DATA SHOWN:
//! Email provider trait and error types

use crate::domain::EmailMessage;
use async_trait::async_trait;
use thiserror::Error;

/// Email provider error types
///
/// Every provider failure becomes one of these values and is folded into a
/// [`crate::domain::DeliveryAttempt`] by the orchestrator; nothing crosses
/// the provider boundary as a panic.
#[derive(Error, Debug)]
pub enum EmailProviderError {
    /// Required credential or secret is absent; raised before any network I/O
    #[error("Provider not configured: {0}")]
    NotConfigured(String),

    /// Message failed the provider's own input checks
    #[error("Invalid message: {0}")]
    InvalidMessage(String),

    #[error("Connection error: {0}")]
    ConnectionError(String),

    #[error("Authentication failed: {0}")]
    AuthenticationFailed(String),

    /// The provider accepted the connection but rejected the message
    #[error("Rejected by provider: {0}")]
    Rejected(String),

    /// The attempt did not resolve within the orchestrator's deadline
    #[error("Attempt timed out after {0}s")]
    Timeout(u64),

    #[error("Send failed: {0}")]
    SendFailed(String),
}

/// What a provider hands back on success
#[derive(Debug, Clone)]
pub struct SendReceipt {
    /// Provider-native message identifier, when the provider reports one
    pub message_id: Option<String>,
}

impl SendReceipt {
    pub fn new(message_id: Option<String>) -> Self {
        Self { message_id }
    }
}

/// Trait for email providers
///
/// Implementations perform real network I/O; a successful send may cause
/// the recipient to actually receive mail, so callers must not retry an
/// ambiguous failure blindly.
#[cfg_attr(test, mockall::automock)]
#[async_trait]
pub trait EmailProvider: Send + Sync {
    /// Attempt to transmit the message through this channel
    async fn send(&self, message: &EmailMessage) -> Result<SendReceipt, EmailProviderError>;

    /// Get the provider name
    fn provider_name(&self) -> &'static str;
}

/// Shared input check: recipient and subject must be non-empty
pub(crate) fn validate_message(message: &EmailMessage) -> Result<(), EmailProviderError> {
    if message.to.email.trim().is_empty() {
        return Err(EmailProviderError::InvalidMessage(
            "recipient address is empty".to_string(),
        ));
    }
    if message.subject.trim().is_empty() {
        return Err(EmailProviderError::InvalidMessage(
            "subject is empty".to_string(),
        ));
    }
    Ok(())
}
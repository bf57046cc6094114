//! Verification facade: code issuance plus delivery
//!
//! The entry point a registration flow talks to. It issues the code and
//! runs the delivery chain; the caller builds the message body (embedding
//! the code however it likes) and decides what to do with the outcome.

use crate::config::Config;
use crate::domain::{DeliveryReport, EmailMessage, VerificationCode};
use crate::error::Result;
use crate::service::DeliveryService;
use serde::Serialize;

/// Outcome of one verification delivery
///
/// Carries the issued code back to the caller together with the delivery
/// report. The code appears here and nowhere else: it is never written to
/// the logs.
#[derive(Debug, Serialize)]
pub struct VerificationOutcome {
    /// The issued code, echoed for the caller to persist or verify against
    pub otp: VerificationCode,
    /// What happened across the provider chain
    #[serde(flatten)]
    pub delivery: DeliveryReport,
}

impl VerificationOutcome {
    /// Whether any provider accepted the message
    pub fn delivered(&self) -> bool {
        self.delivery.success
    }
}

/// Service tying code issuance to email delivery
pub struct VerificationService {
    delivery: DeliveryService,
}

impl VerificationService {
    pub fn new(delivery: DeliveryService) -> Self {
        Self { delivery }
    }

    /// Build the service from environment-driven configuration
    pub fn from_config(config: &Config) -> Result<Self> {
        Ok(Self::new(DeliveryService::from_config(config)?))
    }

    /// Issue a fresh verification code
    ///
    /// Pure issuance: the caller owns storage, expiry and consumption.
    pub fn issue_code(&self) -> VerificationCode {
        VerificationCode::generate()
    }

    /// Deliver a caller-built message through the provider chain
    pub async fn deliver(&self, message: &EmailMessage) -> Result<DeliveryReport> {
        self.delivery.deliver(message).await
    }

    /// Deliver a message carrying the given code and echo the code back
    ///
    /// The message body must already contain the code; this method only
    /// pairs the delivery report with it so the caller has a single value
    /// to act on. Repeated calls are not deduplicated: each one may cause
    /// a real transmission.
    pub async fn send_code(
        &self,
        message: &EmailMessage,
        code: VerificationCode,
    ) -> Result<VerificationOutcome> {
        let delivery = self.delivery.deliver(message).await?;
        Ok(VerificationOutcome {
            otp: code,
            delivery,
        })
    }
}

WHAT NEEDS TO BE DONE: Copy each line of the preceding data that contains the string "struct".

YOUR RESPONSE:
pub struct SendReceipt {
pub struct VerificationOutcome {
pub struct VerificationService {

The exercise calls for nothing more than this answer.